La parte finale della mostra conduce il visitatore ad attraversare una sala e un corridoio dove articoli di giornale con i resoconti di varie tesi e scoperte, accompagnano verso l’uscita, e prima di uscire la frase de-strutturante “Non è solo questione di geni” è reiterata in tante lingue, associata a volti di persone di origini geografiche differenti, che insieme si muovono nel fiume umano di una metropoli. La conoscenza dei meccanismi e della composizione genetica viene dipanata, e dovrebbe lasciare stupore, meraviglia, non fosse altro per lo sforzo titanico che ha permesso il pretenzioso progetto Genoma Umano (che ha avuto successo, avendo sequenziato oramai il genoma umano completamente). C’è anche una piazza simulata, nell’allestimento, e risulta di efficace presa sul visitatore. Alcuni manichini, con simpatici ombrelli, raccontano storie interessanti, come quella di una dotazione genetica che in un popolo nomade dona ad alcuni uomini la predisposizione a resistere all’erta, per sorvegliare la propria famiglia in un ambiente pieno di pericoli. Lo stesso patrimonio genetico rende però le persone che vivono in città insofferenti, troppo su di giri, in un certo senso. Anche qui emerge un messaggio di complessità e un invito, sotteso, ad andare oltre le apparenze. Del resto, altro elemento che il percorso ci ricorda, i geni sono la parte più nota, sebbene in fase di studio, e sono meno del 2% del Dna contenuto nelle nostre cellule: il resto è un “linguaggio” in gran parte da decifrare.

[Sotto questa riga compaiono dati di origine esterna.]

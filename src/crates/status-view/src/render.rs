//! HTML rendering of the status page.
//!
//! Produces Bootstrap-flavoured markup: an alert box on failure, a spinner
//! while loading, and one titled table per endpoint once every read has
//! succeeded. All text coming from the server is escaped.

use crate::fetch::{CombinedFetch, PageState, StatusEndpoint, StatusPayload};
use crate::format::{FieldFormatter, Row};
use html_escape::{encode_double_quoted_attribute, encode_text};

/// Markup shown while any read is outstanding.
pub const LOADING_INDICATOR: &str = r#"<i class="fas fa-spinner fa-spin fa-3x position-absolute" style="transform: translate(-50%, -50%); top: 50%; left: 50%" aria-label="Loading"></i>"#;

/// Render the page body for the current fetch state.
pub fn render_page(fetch: &CombinedFetch, formatter: &FieldFormatter) -> String {
    match fetch.page_state() {
        PageState::Failed(message) => render_error(message),
        PageState::Loading => LOADING_INDICATOR.to_string(),
        PageState::Ready(payloads) => {
            let mut out = String::new();
            for (endpoint, payload) in StatusEndpoint::ALL.iter().zip(payloads) {
                out.push_str(&render_section(endpoint.title(), payload, formatter));
            }
            out
        }
    }
}

/// Alert box for a failed read.
pub fn render_error(message: &str) -> String {
    format!(
        r#"<div class="alert alert-danger" role="alert"><strong>Error:</strong> Error fetching status: {}</div>"#,
        encode_text(message)
    )
}

/// Heading plus table for one response.
pub fn render_section(title: &str, payload: &StatusPayload, formatter: &FieldFormatter) -> String {
    let mut out = format!(
        r#"<h2>{}</h2><table class="table table-sm table-bordered table-striped h-auto"><tbody>"#,
        encode_text(title)
    );
    for row in formatter.rows(payload) {
        out.push_str(&render_row(&row));
    }
    out.push_str("</tbody></table>");
    out
}

/// A single table row.
pub fn render_row(row: &Row) -> String {
    match row {
        Row::Field { title, value } => format!(
            r#"<tr><th class="capitalize-title" style="width: 35%">{}</th><td class="text-break">{}</td></tr>"#,
            encode_text(title),
            encode_text(value)
        ),
        Row::Header(title) => format!("<tr><th>{}</th></tr>", encode_text(title)),
        Row::Endpoint(link) => format!(
            r#"<tr><td><a href="{}">{}</a>{}</td></tr>"#,
            encode_double_quoted_attribute(&link.href),
            encode_text(&link.origin),
            encode_text(&link.path)
        ),
    }
}

/// Wrap a rendered body in a standalone HTML document.
pub fn render_document(body: &str) -> String {
    format!(
        concat!(
            "<!DOCTYPE html>\n",
            "<html lang=\"en\">\n",
            "<head>\n",
            "<meta charset=\"utf-8\">\n",
            "<title>Status</title>\n",
            "</head>\n",
            "<body>\n",
            "<div class=\"container-fluid\">\n",
            "{}\n",
            "</div>\n",
            "</body>\n",
            "</html>\n"
        ),
        body
    )
}
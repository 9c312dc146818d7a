//! Request handlers.
//!
//! Every status request mounts a fresh [`StatusView`], waits for its three
//! reads and renders the result. Failed reads still produce the error page,
//! served with `502 Bad Gateway`.

use axum::{extract::State, http::StatusCode, response::Html};
use status_view::{render_document, PageState, StatusView};

use crate::routes::AppState;

/// Handler for GET /health
pub async fn health() -> &'static str {
    "ok"
}

/// Handler for GET /status
pub async fn status_page(State(state): State<AppState>) -> (StatusCode, Html<String>) {
    let (code, body) = render_status(&state).await;
    (code, Html(render_document(&body)))
}

/// Handler for GET /status/fragment
///
/// Same content as `/status` without the surrounding document.
pub async fn status_fragment(State(state): State<AppState>) -> (StatusCode, Html<String>) {
    let (code, body) = render_status(&state).await;
    (code, Html(body))
}

async fn render_status(state: &AppState) -> (StatusCode, String) {
    let mut view = StatusView::with_shared_source(state.source.clone(), &*state.path_prefix);
    view.activate();

    let fetch = view.settled().await;
    let code = match fetch.page_state() {
        PageState::Failed(_) => StatusCode::BAD_GATEWAY,
        _ => StatusCode::OK,
    };

    (code, view.render())
}
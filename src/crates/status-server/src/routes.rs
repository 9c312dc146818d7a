//! Route definitions for the status server.

use axum::{routing::get, Router};
use status_view::StatusSource;
use std::sync::Arc;
use tower_http::trace::TraceLayer;

use crate::handlers;

/// Shared application state
#[derive(Clone)]
pub struct AppState {
    pub source: Arc<dyn StatusSource>,
    pub path_prefix: Arc<str>,
}

impl AppState {
    pub fn new(source: Arc<dyn StatusSource>, path_prefix: impl Into<Arc<str>>) -> Self {
        Self {
            source,
            path_prefix: path_prefix.into(),
        }
    }
}

/// Build the router
pub fn create_router(state: AppState) -> Router {
    Router::new()
        .route("/health", get(handlers::health))
        .route("/status", get(handlers::status_page))
        .route("/status/fragment", get(handlers::status_fragment))
        .layer(TraceLayer::new_for_http())
        .with_state(state)
}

Il percorso espositivo è curato dall’architetto Lorenzo Greppi, con la curatela scientifica del personale del Muse, e con un confronto con gruppi di lavoro formati da insegnanti e giornalisti, si svolge attorno a quattro temi principali. L’allestimento è stato studiato con la consulenza di un Comitato Scientifico nazionale composto di ricercatori ed esperti.

Colpisce e incuriosisce l’installazione preparata ad hoc da Claud Hesse, artista visiva specializzata sui temi del dna e del genoma, che invita a riflettere sul rapporto tra componente biologica, stili di vita e benessere, ricordando l’impatto delle esperienze sull’espressione dei geni, in forma anche ereditabile.